5.4 Architectural-level Low-power Design

Time	Label	Presentation Title Authors
08:30	5.4.1	MULTI-STORY POWER DISTRIBUTION NETWORKS FOR GPUS Speaker: Mark Gottscho, UCLA, US Authors: Qixiang Zhang¹, Liangzhen Lai², Mark Gottscho³ and Puneet Gupta³ ¹Zhejiang University, CN; ²ARM/UCLA, US; ³UCLA, US Abstract High-performance chips require many power pins to support large currents, which increases fabrication cost, limits scalability, and degrades power efficiency. Multi-story serial power distribution networks (PDNs) are a promising approach to reducing pin counts and power losses. We study the feasibility of 2-story PDNs for graphics processing units (GPUs). These PDNs use either an auxiliary off-chip regulator or integrated on-die supercapacitors to stabilize the virtual rail voltage.
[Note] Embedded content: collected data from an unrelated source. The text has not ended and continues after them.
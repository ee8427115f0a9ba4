//! The output sink interface (§4.1) and the status-aware gating every sink variant shares.

pub mod broadcasting;
pub mod chaining;
pub mod directed;
pub mod network;

use std::cell::Cell;
use std::rc::Rc;

use crate::error::ChainResult;
use crate::output_tag::ErasedOutputTag;
use crate::record::{ErasedRecord, Timestamp};
use crate::watermark::{LatencyMarker, StreamStatus, Watermark};

/// A shared, non-owning handle to the chain controller's current stream status. Every sink reads
/// through one of these rather than owning the status itself — the controller is the sole writer
/// (see `DESIGN.md` for why `Rc<Cell<_>>` rather than a trait-object back-reference).
pub type StatusHandle = Rc<Cell<StreamStatus>>;

/// Uniform emitter for records (main + side-tagged), watermarks, latency markers, and stream
/// status. Implemented by every sink variant the chain builder can produce.
pub trait OutputSink {
    /// Emit to the main stream.
    fn collect(&mut self, record: ErasedRecord) -> ChainResult<()>;

    /// Emit to a side-output stream.
    fn collect_tagged(&mut self, tag: &ErasedOutputTag, record: ErasedRecord) -> ChainResult<()>;

    /// Propagate event-time progress.
    fn emit_watermark(&mut self, watermark: Watermark) -> ChainResult<()>;

    /// Propagate a latency probe.
    fn emit_latency_marker(&mut self, marker: LatencyMarker) -> ChainResult<()>;

    /// End-of-stream for this sink.
    fn close(&mut self) -> ChainResult<()>;

    /// The timestamp of the last watermark this sink processed, for metrics. Updated regardless
    /// of whether the watermark was actually forwarded (stream status may have suppressed it).
    fn watermark_gauge(&self) -> Timestamp;
}

/// Whether watermark forwarding should happen right now, given the sink's shared status handle.
/// The gauge update always happens; only the forwarding call is gated.
pub(crate) fn status_allows_watermark(status: &StatusHandle) -> bool {
    status.get().is_active()
}
//! The chain controller (§4.7): owns the assembled graph and drives its lifecycle.

use crate::config::InputSelection;
use crate::error::{ChainError, ChainResult};
use crate::operator::{InputKind, OperatorHandle};
use crate::output::network::NetworkOutputHandle;
use crate::output::{OutputSink, StatusHandle};
use crate::record::Timestamp;
use crate::watermark::StreamStatus;

/// Owns every operator and every network writer output produced by a [`super::ChainBuilder`].
/// `all_operators` is reverse-topological: index `len - 1` is the head, index `0` a deepest leaf.
pub struct OperatorChain {
    all_operators: Vec<OperatorHandle>,
    stream_outputs: Vec<NetworkOutputHandle>,
    chain_entry_point: Box<dyn OutputSink>,
    status: StatusHandle,
    finished_inputs: InputSelection,
    all_inputs_finished: bool,
}

impl OperatorChain {
    pub(crate) fn new(
        all_operators: Vec<OperatorHandle>,
        stream_outputs: Vec<NetworkOutputHandle>,
        chain_entry_point: Box<dyn OutputSink>,
        status: StatusHandle,
    ) -> Self {
        Self {
            all_operators,
            stream_outputs,
            chain_entry_point,
            status,
            finished_inputs: InputSelection::none(),
            all_inputs_finished: false,
        }
    }

    /// Accessor used by the task's input reader to feed records into the head operator.
    pub fn chain_entry_point(&mut self) -> &mut dyn OutputSink {
        self.chain_entry_point.as_mut()
    }

    pub fn broadcast_checkpoint_barrier(&mut self, checkpoint_id: u64, timestamp: Timestamp) -> ChainResult<()> {
        tracing::debug!(checkpoint_id, "broadcasting checkpoint barrier");
        for output in &self.stream_outputs {
            output.borrow_mut().broadcast_checkpoint_barrier(checkpoint_id, timestamp)?;
        }
        Ok(())
    }

    pub fn broadcast_checkpoint_cancel_marker(&mut self, checkpoint_id: u64) -> ChainResult<()> {
        tracing::debug!(checkpoint_id, "broadcasting checkpoint cancel marker");
        for output in &self.stream_outputs {
            output.borrow_mut().broadcast_checkpoint_cancel_marker(checkpoint_id)?;
        }
        Ok(())
    }

    /// Invokes each operator's pre-barrier hook head-to-tail (highest index first).
    pub fn prepare_snapshot_pre_barrier(&mut self, checkpoint_id: u64) -> ChainResult<()> {
        for operator in self.all_operators.iter().rev() {
            let name = operator.borrow().display_name().to_string();
            operator
                .borrow_mut()
                .prepare_snapshot_pre_barrier(checkpoint_id)
                .map_err(|source| ChainError::chained_operator(name, source))?;
        }
        Ok(())
    }

    /// Drives the end-of-input state machine (§4.7) for `input_id` (1-based).
    pub fn end_input(&mut self, input_id: usize) -> ChainResult<()> {
        if self.all_inputs_finished {
            return Ok(());
        }
        let head = self
            .all_operators
            .last()
            .expect("an assembled chain always has at least a head operator")
            .clone();
        let head_kind = head.borrow().input_kind();

        match head_kind {
            InputKind::Two => {
                if self.finished_inputs.contains(input_id) {
                    return Ok(());
                }
                let head_name = head.borrow().display_name().to_string();
                {
                    let mut head_mut = head.borrow_mut();
                    if let Some(multi) = head_mut.as_bounded_multi_input() {
                        multi
                            .end_input(input_id)
                            .map_err(|source| ChainError::chained_operator(head_name, source))?;
                    }
                }
                self.finished_inputs = self.finished_inputs.with(input_id);
                if self.finished_inputs.is_all_selected(2) {
                    self.all_inputs_finished = true;
                    self.finalize_end_input()?;
                }
            }
            InputKind::One => {
                self.finished_inputs = InputSelection::ALL;
                self.all_inputs_finished = true;
                self.finalize_end_input()?;
            }
        }
        Ok(())
    }

    /// All inputs have ended: walk the chain head-to-tail invoking `BoundedOneInput::end_input`
    /// on whichever operators declare that capability. Head-to-tail because an operator may still
    /// emit records downstream while finalizing.
    fn finalize_end_input(&mut self) -> ChainResult<()> {
        tracing::info!("end of input reached, finalizing chain");
        for operator in self.all_operators.iter().rev() {
            let name = operator.borrow().display_name().to_string();
            let mut op = operator.borrow_mut();
            if let Some(bounded) = op.as_bounded_one_input() {
                bounded
                    .end_input()
                    .map_err(|source| ChainError::chained_operator(name, source))?;
            }
        }
        Ok(())
    }

    pub fn flush_outputs(&mut self) -> ChainResult<()> {
        for output in &self.stream_outputs {
            output.borrow_mut().flush()?;
        }
        Ok(())
    }

    /// Closes every network writer output. Never throws: a failure to close one output is logged
    /// and the rest are still attempted.
    pub fn release_outputs(&mut self) {
        for output in &self.stream_outputs {
            if let Err(err) = output.borrow_mut().close() {
                tracing::warn!(%err, "failed to close network writer output during release");
            }
        }
    }

    pub fn toggle_stream_status(&mut self, status: StreamStatus) -> ChainResult<()> {
        if self.status.get() == status {
            return Ok(());
        }
        self.status.set(status);
        tracing::info!(?status, "stream status toggled");
        for output in &self.stream_outputs {
            output.borrow_mut().emit_stream_status(status)?;
        }
        Ok(())
    }

    pub fn stream_status(&self) -> StreamStatus {
        self.status.get()
    }

    pub fn all_operators(&self) -> &[OperatorHandle] {
        &self.all_operators
    }

    pub fn stream_outputs(&self) -> &[NetworkOutputHandle] {
        &self.stream_outputs
    }

    pub fn head_operator(&self) -> OperatorHandle {
        self.all_operators
            .last()
            .expect("an assembled chain always has at least a head operator")
            .clone()
    }

    pub fn chain_length(&self) -> usize {
        self.all_operators.len()
    }
}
Static SIMT thread scheduling (SSTS) and dynamic current compensation (DCC) can reduce transient impedance mismatch when the auxiliary regulator is omitted. Simulation results show that compared to a traditional 1-story design, our 2-story GPU architectures can reduce the required number of core power pins by up to 2X, power losses in the PDN by up to 3.6X, and/or maximum voltage swing by up to 2X without any performance degradation. Our results demonstrate the efficiency and cost advantages of multi-story PDNs for GPUs without any impact on performance. Download Paper (PDF; Only available from the DATE venue WiFi)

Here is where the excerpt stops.